One thing I hope is now clear: Reader largely don’t know or care about the steps we on the news side have taken to maintain our objectivity. They don’t see a distinction between the editorial pages and the news pages, and they largely don’t distinguish between columnists and reporters. Most of all, they don’t trust the careful lines we’ve drawn to maintain objectivity. Rather than seeing those lines as journalistic standards, they instead suspect they just convenient shields we use to hide our biases.
Leading up to the election, the reporter behind our most active news blog found himself mired in just that sort of vicious circle. His audience was large and dedicated. And overwhelmingly skeptical. Rather than valuing his contributions more because he was objective, many argued that his refusal to disclose his personal leanings made them trust him less. The left-leaning readers saw bias favoring Republicans, the right-leaning readers saw bias favoring Democrats.
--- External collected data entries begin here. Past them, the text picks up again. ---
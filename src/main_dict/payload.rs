//! The nested main-dictionary payload and its splice operation.
//!
//! For a token `t`, spec.md §3 defines the payload as:
//!
//! ```text
//! [ (action_type, [ (attr_subtype, [ (attr_value, [ (package_id, positions) ]) ]) ]) ]
//! ```
//!
//! Each level is an association list keyed by equality, recursing into its
//! sublist; the bottom level concatenates position lists instead of
//! recursing further. Rather than a generic dynamic tree (Design Notes
//! explicitly warn against that), each level keeps its own key/value types
//! — [`ActionEntry`], [`SubtypeEntry`], [`ValueEntry`], [`PackageEntry`] —
//! and [`merge_assoc`] is the single recursive shape all four levels share,
//! parameterized by how to merge one level's values.

/// A package id, assigned densely by [`crate::aux::manifest_table::ManifestTable`].
pub type PackageId = u32;

/// A byte offset (or opaque location token) within a manifest.
pub type Position = u64;

/// A search token: a non-empty byte string, compared lexicographically.
pub type Token = Vec<u8>;

/// Leaf of the payload: one package's occurrence positions for a given
/// `(action_type, attr_subtype, attr_value)`.
pub type PackageEntry = (PackageId, Vec<Position>);

/// `attr_value -> [(package_id, positions)]`
pub type ValueEntry = (Vec<u8>, Vec<PackageEntry>);

/// `attr_subtype -> [(attr_value, ...)]`
pub type SubtypeEntry = (Vec<u8>, Vec<ValueEntry>);

/// `action_type -> [(attr_subtype, ...)]`
pub type ActionEntry = (Vec<u8>, Vec<SubtypeEntry>);

/// The full per-token payload: `[(action_type, ...)]`.
pub type Payload = Vec<ActionEntry>;

/// Merge `right` into `left` in place: entries whose key already exists in
/// `left` are merged via `merge_value`; entries whose key is new are
/// appended, in the order they appeared in `right`. `left`'s existing
/// relative order is otherwise untouched.
///
/// This is the one recursive shape every payload level shares (Design
/// Notes: "give splice a single recursive definition over that variant").
pub fn merge_assoc<K: PartialEq, V>(
    left: &mut Vec<(K, V)>,
    right: Vec<(K, V)>,
    mut merge_value: impl FnMut(&mut V, V),
) {
    let mut fresh = Vec::new();
    for (key, value) in right {
        match left.iter_mut().find(|(k, _)| *k == key) {
            Some((_, existing)) => merge_value(existing, value),
            None => fresh.push((key, value)),
        }
    }
    left.extend(fresh);
}

/// Splice `right` into `left`, recursing through all four payload levels
/// down to concatenating position lists at the leaf (spec.md §4.5).
/// Duplicate `(package_id, position)` pairs are not de-duplicated.
pub fn splice_payload(left: &mut Payload, right: Payload) {
    merge_assoc(left, right, splice_subtypes);
}

fn splice_subtypes(left: &mut Vec<SubtypeEntry>, right: Vec<SubtypeEntry>) {
    merge_assoc(left, right, splice_values);
}

fn splice_values(left: &mut Vec<ValueEntry>, right: Vec<ValueEntry>) {
    merge_assoc(left, right, splice_packages);
}

fn splice_packages(left: &mut Vec<PackageEntry>, right: Vec<PackageEntry>) {
    merge_assoc(left, right, |positions: &mut Vec<Position>, more| positions.extend(more));
}

/// Build a single-package, single-value, single-subtype, single-action
/// payload — the shape one manifest-search-dict key produces (spec.md
/// §4.6 step 3d).
pub fn singleton_payload(
    action_type: Vec<u8>,
    attr_subtype: Vec<u8>,
    attr_value: Vec<u8>,
    package_id: PackageId,
    positions: Vec<Position>,
) -> Payload {
    vec![(
        action_type,
        vec![(attr_subtype, vec![(attr_value, vec![(package_id, positions)])])],
    )]
}

/// Walk every `(package_id, …)` leaf in a payload.
pub fn package_ids(payload: &Payload) -> impl Iterator<Item = PackageId> + '_ {
    payload
        .iter()
        .flat_map(|(_, subtypes)| subtypes.iter())
        .flat_map(|(_, values)| values.iter())
        .flat_map(|(_, packages)| packages.iter())
        .map(|(pid, _)| *pid)
}

/// Distinct action types present in a payload, in first-seen order
/// (spec.md §4.9: side-index offsets are appended once per distinct key
/// per emitted line).
pub fn distinct_action_types(payload: &Payload) -> Vec<&[u8]> {
    payload.iter().map(|(at, _)| at.as_slice()).collect()
}

/// Distinct attr subtypes present in a payload, in first-seen order,
/// deduplicated across action types.
pub fn distinct_attr_subtypes(payload: &Payload) -> Vec<&[u8]> {
    let mut seen = Vec::new();
    for (_, subtypes) in payload {
        for (st, _) in subtypes {
            if !seen.iter().any(|s: &&[u8]| *s == st.as_slice()) {
                seen.push(st.as_slice());
            }
        }
    }
    seen
}

/// Retain only leaves whose package id passes `keep`; drop any subtype /
/// attr_value / action_type branch left empty as a result. Used by the
/// merge pass to honor deferred removals (spec.md §4.6 step 5).
pub fn filter_packages(payload: &mut Payload, mut keep: impl FnMut(PackageId) -> bool) {
    payload.retain_mut(|(_at, subtypes)| {
        subtypes.retain_mut(|(_st, values)| {
            values.retain_mut(|(_fv, packages)| {
                packages.retain(|(pid, _)| keep(*pid));
                !packages.is_empty()
            });
            !values.is_empty()
        });
        !subtypes.is_empty()
    });
}

#[cfg(test)]
mod tests {
    use super::*;

    fn at(name: &str) -> Vec<u8> {
        name.as_bytes().to_vec()
    }

    #[test]
    fn splice_appends_new_leaf_package() {
        let mut left = singleton_payload(at("file"), at("basename"), at("foo"), 1, vec![42]);
        let right = singleton_payload(at("file"), at("basename"), at("foo"), 2, vec![7]);
        splice_payload(&mut left, right);

        assert_eq!(left.len(), 1);
        let packages = &left[0].1[0].1[0].1;
        assert_eq!(packages, &vec![(1, vec![42]), (2, vec![7])]);
    }

    #[test]
    fn splice_concatenates_same_package_positions() {
        let mut left = singleton_payload(at("file"), at("basename"), at("foo"), 1, vec![42]);
        let right = singleton_payload(at("file"), at("basename"), at("foo"), 1, vec![99]);
        splice_payload(&mut left, right);

        let packages = &left[0].1[0].1[0].1;
        assert_eq!(packages, &vec![(1, vec![42, 99])]);
    }

    #[test]
    fn splice_with_empty_is_identity() {
        let left0 = singleton_payload(at("file"), at("basename"), at("foo"), 1, vec![42]);
        let mut left = left0.clone();
        splice_payload(&mut left, Payload::new());
        assert_eq!(left, left0);

        let mut empty = Payload::new();
        splice_payload(&mut empty, left0.clone());
        assert_eq!(empty, left0);
    }

    #[test]
    fn splice_is_associative_up_to_append_order() {
        let a = singleton_payload(at("file"), at("basename"), at("foo"), 1, vec![1]);
        let b = singleton_payload(at("file"), at("basename"), at("foo"), 2, vec![2]);
        let c = singleton_payload(at("dir"), at("path"), at("bar"), 3, vec![3]);

        let mut left_assoc = a.clone();
        splice_payload(&mut left_assoc, b.clone());
        splice_payload(&mut left_assoc, c.clone());

        let mut bc = b;
        splice_payload(&mut bc, c);
        let mut right_assoc = a;
        splice_payload(&mut right_assoc, bc);

        assert_eq!(left_assoc, right_assoc);
    }

    #[test]
    fn filter_packages_drops_empty_branches() {
        let mut payload = singleton_payload(at("file"), at("basename"), at("foo"), 1, vec![42]);
        filter_packages(&mut payload, |pid| pid != 1);
        assert!(payload.is_empty());
    }

    #[test]
    fn filter_packages_keeps_surviving_siblings() {
        let mut payload = singleton_payload(at("file"), at("basename"), at("foo"), 1, vec![1]);
        let other = singleton_payload(at("file"), at("basename"), at("foo"), 2, vec![2]);
        splice_payload(&mut payload, other);

        filter_packages(&mut payload, |pid| pid != 1);
        let packages = &payload[0].1[0].1[0].1;
        assert_eq!(packages, &vec![(2, vec![2])]);
    }
}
And while many of us may see that as proof that he was doing his job, the end result is that both groups said they found the blog less relevant and less trustworthy. Yes, it’s a select group. Yes, it’s a partisan group. But do we honestly believe that such skepticism isn’t found throughout our audience?
Last spring, Michael Kinsley grappled with the problem and suggested a middle way: Ditch our claims of objectivity and instead just stick to the facts. Here’s a quote:
Abandoning the pretense of objectivity does not mean abandoning the journalist's most important obligation, which is factual accuracy. In fact, the practice of opinion journalism brings additional ethical obligations. These can be summarized in two words: intellectual honesty. Are you writing or saying what you really think? Have you tested it against the available counterarguments? Will you stand by an expressed principle in different situations, when it leads to an unpleasing conclusion? Are you open to new evidence or argument that might change your mind? Do you retain at least a tiny, healthy sliver of a doubt about the argument you choose to make?
Kinsley’s complete Slate essay can be found here.
As our reporters, particularly those covering politics, wade deeper into the conversational world of blogging and other two-way media, these questions seem impossible to avoid. Sure, we could attempt to steer clear of these ugly issues by keeping news reporters out of our blogging plans. But we won’t be solving any problems that way, we’ll just be ignoring them. Kinsley’s solution is probably overblown. All journalism can't be opinion journalism. But some sort of more aggressive transparency certainly seems to be called for.